TASK DESCRIPTION
Among the lines below, tally those that hold "struct". Return the number and nothing more.

(EXTRACTED INFORMATION)

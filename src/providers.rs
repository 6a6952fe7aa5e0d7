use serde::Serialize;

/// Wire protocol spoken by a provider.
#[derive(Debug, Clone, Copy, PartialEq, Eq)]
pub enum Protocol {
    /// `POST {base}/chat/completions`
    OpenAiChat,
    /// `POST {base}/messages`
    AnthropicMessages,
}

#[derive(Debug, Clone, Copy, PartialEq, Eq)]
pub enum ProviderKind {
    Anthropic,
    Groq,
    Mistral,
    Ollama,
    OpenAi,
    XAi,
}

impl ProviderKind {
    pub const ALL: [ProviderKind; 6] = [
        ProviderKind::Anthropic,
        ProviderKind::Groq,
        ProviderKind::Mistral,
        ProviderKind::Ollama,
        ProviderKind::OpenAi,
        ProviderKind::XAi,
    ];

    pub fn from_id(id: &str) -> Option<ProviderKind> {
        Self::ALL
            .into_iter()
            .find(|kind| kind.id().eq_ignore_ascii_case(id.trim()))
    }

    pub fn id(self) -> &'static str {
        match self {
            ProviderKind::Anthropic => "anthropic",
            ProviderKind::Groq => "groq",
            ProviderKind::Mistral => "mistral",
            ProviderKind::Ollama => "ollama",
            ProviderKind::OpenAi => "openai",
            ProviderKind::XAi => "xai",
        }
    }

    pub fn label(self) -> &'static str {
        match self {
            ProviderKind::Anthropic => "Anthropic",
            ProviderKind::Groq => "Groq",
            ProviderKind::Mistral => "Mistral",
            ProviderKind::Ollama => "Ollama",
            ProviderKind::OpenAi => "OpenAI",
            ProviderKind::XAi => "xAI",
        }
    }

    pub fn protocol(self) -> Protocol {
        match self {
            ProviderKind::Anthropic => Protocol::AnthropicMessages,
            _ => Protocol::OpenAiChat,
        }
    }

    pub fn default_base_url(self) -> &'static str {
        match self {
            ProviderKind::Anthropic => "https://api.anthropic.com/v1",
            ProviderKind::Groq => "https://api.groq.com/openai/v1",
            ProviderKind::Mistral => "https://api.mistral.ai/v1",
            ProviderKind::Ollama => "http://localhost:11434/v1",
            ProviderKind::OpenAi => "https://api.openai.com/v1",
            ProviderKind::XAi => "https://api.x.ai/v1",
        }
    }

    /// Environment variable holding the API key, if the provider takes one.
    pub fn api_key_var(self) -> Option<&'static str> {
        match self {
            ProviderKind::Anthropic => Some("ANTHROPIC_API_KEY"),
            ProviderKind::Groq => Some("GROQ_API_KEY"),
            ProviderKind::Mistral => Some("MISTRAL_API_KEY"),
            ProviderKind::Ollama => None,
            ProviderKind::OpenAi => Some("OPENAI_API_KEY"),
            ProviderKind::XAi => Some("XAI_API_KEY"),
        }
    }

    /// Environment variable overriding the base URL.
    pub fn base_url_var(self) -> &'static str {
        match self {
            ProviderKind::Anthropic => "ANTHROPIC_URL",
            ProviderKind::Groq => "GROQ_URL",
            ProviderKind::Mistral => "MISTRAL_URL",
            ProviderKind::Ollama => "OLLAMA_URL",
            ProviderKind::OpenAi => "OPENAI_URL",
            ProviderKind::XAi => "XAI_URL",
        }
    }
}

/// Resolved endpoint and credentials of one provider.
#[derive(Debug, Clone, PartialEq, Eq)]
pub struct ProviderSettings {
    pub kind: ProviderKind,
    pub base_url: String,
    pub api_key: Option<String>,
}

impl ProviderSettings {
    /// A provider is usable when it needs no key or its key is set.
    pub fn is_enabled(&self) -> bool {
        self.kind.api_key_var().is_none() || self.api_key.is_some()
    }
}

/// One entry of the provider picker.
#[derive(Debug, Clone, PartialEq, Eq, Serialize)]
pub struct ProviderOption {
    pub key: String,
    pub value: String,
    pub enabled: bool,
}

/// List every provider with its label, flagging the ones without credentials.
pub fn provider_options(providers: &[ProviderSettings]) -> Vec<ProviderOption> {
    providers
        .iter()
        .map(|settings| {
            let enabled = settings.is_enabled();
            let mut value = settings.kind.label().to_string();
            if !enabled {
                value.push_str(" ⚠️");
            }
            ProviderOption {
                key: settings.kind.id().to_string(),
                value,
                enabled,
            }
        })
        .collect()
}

(End EXTRACTED INFORMATION)
(EXTRACTED INFORMATION)

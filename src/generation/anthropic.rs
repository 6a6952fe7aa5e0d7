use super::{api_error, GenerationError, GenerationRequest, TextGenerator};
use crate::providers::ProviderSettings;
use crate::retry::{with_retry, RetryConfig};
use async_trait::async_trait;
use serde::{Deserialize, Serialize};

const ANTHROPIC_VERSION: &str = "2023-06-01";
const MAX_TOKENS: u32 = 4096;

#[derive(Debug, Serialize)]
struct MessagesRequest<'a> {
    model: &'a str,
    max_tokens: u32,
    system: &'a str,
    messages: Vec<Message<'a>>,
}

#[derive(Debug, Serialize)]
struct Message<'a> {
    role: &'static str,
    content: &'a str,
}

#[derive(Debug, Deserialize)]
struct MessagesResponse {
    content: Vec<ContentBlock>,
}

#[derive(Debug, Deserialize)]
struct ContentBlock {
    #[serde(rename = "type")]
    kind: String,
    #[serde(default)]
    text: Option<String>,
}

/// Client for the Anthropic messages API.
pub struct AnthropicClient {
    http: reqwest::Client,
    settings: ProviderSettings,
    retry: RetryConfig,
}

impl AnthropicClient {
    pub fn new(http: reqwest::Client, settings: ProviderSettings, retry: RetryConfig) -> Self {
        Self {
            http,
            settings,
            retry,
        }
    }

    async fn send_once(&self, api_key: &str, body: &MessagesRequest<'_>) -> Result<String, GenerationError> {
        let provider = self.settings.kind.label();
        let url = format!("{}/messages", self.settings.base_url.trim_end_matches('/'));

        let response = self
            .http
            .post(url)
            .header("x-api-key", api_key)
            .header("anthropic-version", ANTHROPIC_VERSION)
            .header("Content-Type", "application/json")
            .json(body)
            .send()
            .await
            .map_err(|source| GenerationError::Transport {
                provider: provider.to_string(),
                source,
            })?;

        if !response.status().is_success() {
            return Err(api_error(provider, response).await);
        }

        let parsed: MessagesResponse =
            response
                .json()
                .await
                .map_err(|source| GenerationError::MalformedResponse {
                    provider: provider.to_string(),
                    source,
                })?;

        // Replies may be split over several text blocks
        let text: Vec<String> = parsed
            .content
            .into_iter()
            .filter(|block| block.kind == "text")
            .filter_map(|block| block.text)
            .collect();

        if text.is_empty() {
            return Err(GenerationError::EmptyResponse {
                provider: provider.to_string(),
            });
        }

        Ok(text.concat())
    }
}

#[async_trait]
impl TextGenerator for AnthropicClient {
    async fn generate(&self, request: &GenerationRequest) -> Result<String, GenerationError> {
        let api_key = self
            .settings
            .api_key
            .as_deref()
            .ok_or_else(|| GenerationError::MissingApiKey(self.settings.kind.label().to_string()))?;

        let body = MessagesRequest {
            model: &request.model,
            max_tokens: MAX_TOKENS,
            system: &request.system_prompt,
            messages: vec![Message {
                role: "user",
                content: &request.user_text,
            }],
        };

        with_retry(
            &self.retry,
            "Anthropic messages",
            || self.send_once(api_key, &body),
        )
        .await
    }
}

(End EXTRACTED INFORMATION)

ANSWER FOR THE TASK
7